Seeking to tell village history

The Island Now

New Hyde Park was originally called Hyde Park, but its name was changed when the first local post office opened in 1871, to avoid being confused with the upstate Hudson Valley town of Hyde Park.

Up until the mid 19th century, cattle farming was among the primary occupations of the local gentry, and you could walk from Jericho Turnpike to Hillside Avenue and not see a single house.

That is anecdotal information about the origins of the town that New Hyde Park Trustee Donald Barbieri and members of the local history committee, currently functioning as the New Hyde Park Museum, are hoping will become more widely known in the near future.

To help educate residents of New Hyde Park’s history members of the committee, including village historian Carol Nowakowski, are trying to assemble a visual and oral history of the town.

“I hope to be a catalyst to keep this thing going,” Barbieri said. “We have neighbors here who remember when.”

A handful of current residents were here when the Village of New Hyde Park was officially established in 1927, according to Barbieri.

He said the history committee’s objective is to preserve their memories in an oral history that will reside in a museum in the basement of village hall and online.

The history committee already has a Facebook page – Facebook.com/New Hyde Park Museum – and it anticipates that page will become a Web site to make the village’s story accessible online. Residents can also contact the New Hyde Park Museum committee via e-mail at nhpmuseum@gmail.com

The committee is located in village hall, which is an appropriate locale, since it figures prominently in village history, first as a school in 1905 before later making a transition to its current use.

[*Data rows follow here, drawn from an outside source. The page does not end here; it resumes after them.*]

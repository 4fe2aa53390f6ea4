pub mod models;
pub mod users;

use axum::Router;

use crate::state::AppState;

pub fn router() -> Router<AppState> {
    Router::new()
        .merge(users::router())
        .merge(models::router())
}
use serde::{Deserialize, Serialize};
use std::collections::BTreeMap;

#[derive(Debug, Clone, Copy, PartialEq, Eq, Serialize, Deserialize)]
#[serde(rename_all = "lowercase")]
pub enum Role {
    User,
    Admin,
}

impl Role {
    pub fn as_str(&self) -> &'static str {
        match self {
            Role::User => "user",
            Role::Admin => "admin",
        }
    }

    /// Convert a stored role string back to the enum. The CHECK constraint
    /// on users.role guarantees only "user"/"admin" are ever persisted.
    pub fn from_db(s: &str) -> Role {
        if s == "admin" {
            Role::Admin
        } else {
            Role::User
        }
    }
}

/// One Like Set entry: a reference pair into the catalog. The referenced
/// model/submodel may no longer exist (dangling reference).
#[derive(Debug, Clone, PartialEq, Eq, Serialize, Deserialize)]
#[serde(rename_all = "camelCase")]
pub struct LikedRef {
    pub model_id: String,
    pub submodel_id: String,
}

/// Wire projection of a user. The password hash never leaves the database
/// layer; credential checks read it with a dedicated query.
#[derive(Debug, Clone, Serialize)]
#[serde(rename_all = "camelCase")]
pub struct User {
    pub id: String,
    pub email: String,
    pub role: Role,
    pub liked_submodels: Vec<LikedRef>,
    pub created_at: String,
    pub updated_at: String,
}

#[derive(Debug, Clone, Default, PartialEq, Serialize, Deserialize)]
#[serde(rename_all = "camelCase")]
pub struct Dimensions {
    #[serde(skip_serializing_if = "Option::is_none")]
    pub length: Option<f64>,
    #[serde(skip_serializing_if = "Option::is_none")]
    pub width: Option<f64>,
    #[serde(skip_serializing_if = "Option::is_none")]
    pub height: Option<f64>,
    #[serde(skip_serializing_if = "Option::is_none")]
    pub wheelbase: Option<f64>,
}

#[derive(Debug, Clone, Serialize, Deserialize)]
#[serde(rename_all = "camelCase")]
pub struct Submodel {
    pub id: String,
    pub name: String,
    pub engine_type: String,
    pub horsepower: i64,
    pub torque: i64,
    pub transmission: String,
    pub year: i64,
    #[serde(rename = "imageURL", skip_serializing_if = "Option::is_none")]
    pub image_url: Option<String>,
    #[serde(skip_serializing_if = "Option::is_none")]
    pub weight: Option<f64>,
    /// 0-60 mph time in seconds
    #[serde(skip_serializing_if = "Option::is_none")]
    pub acceleration: Option<f64>,
    #[serde(skip_serializing_if = "Option::is_none")]
    pub top_speed: Option<i64>,
    #[serde(skip_serializing_if = "Option::is_none")]
    pub fuel_economy: Option<String>,
    #[serde(skip_serializing_if = "Option::is_none")]
    pub dimensions: Option<Dimensions>,
}

#[derive(Debug, Clone, Default, PartialEq, Serialize, Deserialize)]
#[serde(rename_all = "camelCase")]
pub struct ProductionNumbers {
    #[serde(skip_serializing_if = "Option::is_none")]
    pub total: Option<i64>,
    #[serde(skip_serializing_if = "Option::is_none")]
    pub yearly_breakdown: Option<BTreeMap<String, i64>>,
}

#[derive(Debug, Clone, PartialEq, Serialize, Deserialize)]
#[serde(rename_all = "camelCase")]
pub struct Award {
    pub year: i64,
    pub title: String,
    pub organization: String,
}

#[derive(Debug, Clone, PartialEq, Serialize, Deserialize)]
#[serde(rename_all = "camelCase")]
pub struct SpecialTechnology {
    pub name: String,
    pub description: String,
    pub year_introduced: i64,
}

/// Structured optional attributes of a model, persisted together as one
/// serialized JSON column and flattened into the wire representation.
#[derive(Debug, Clone, Default, PartialEq, Serialize, Deserialize)]
#[serde(rename_all = "camelCase")]
pub struct ModelExtras {
    #[serde(skip_serializing_if = "Option::is_none")]
    pub production_numbers: Option<ProductionNumbers>,
    #[serde(skip_serializing_if = "Option::is_none")]
    pub awards: Option<Vec<Award>>,
    #[serde(skip_serializing_if = "Option::is_none")]
    pub notable_features: Option<Vec<String>>,
    #[serde(skip_serializing_if = "Option::is_none")]
    pub special_technology: Option<Vec<SpecialTechnology>>,
    #[serde(skip_serializing_if = "Option::is_none")]
    pub performance_variants: Option<Vec<String>>,
}

impl ModelExtras {
    pub fn is_empty(&self) -> bool {
        *self == ModelExtras::default()
    }
}

#[derive(Debug, Clone, Serialize)]
#[serde(rename_all = "camelCase")]
pub struct CarModel {
    pub id: String,
    pub name: String,
    pub year_introduced: i64,
    pub year_discontinued: i64,
    pub description: String,
    pub submodels: Vec<Submodel>,
    #[serde(skip_serializing_if = "Option::is_none")]
    pub country: Option<String>,
    #[serde(skip_serializing_if = "Option::is_none")]
    pub designer: Option<String>,
    #[serde(skip_serializing_if = "Option::is_none")]
    pub body_style: Option<String>,
    #[serde(skip_serializing_if = "Option::is_none")]
    pub platform: Option<String>,
    #[serde(skip_serializing_if = "Option::is_none")]
    pub predecessor: Option<String>,
    #[serde(skip_serializing_if = "Option::is_none")]
    pub successor: Option<String>,
    #[serde(rename = "imageURL", skip_serializing_if = "Option::is_none")]
    pub image_url: Option<String>,
    #[serde(flatten)]
    pub extras: ModelExtras,
    pub created_at: String,
    pub updated_at: String,
}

Barbieri is now seeking financial support from local organizations for the committee’s work. He said he had a “good response” from the Greater New Hyde Park Chamber of Commerce.

He said he would like to send volunteers equipped with iPads out among residents with stories to tell to record their recollections.

“Now is the time to talk to them. What we’re hoping to do is to organize teams to visit senior citizens who can’t get around easily, to speak with them,” Barbieri said. “We have an opportunity now utilizing this new technology to present, in the words of the people who lived it, the history of this community.”

The history committee has already collected three boxes of vintage photographs and artifacts that will become part of the village museum exhibits and the online counterpart of that museum.

The official kick-off of their campaign to collect information and objects of interest will take place at next month’s village street fair.

A booth will be set up in front of village hall to solicit volunteers to assist in the effort. An area will be set up in nearby Marcus Christ Hall to record residents ready to tell their stories on the spot that day.

Histories of all local organizations, such as the fire department, and local churches will be part of the picture, according to Barbieri, who wants to chronicle the history of the incorporated and unincorporated areas.

“The village will be part of it, but it won’t be all of it. We’re going to cover the greater New Hyde Park area,” he said.

When the New Hyde Park Memorial High School reopens this fall, Barbieri is planning to reach out for assistance from history and English teachers there, and hopes to enlist student volunteers who can help archive and scan historical materials that are collected.

“We need help,” Barbieri said. “I don’t think we need a million dollars to do it. Once you have an iPad, that’s all you need.”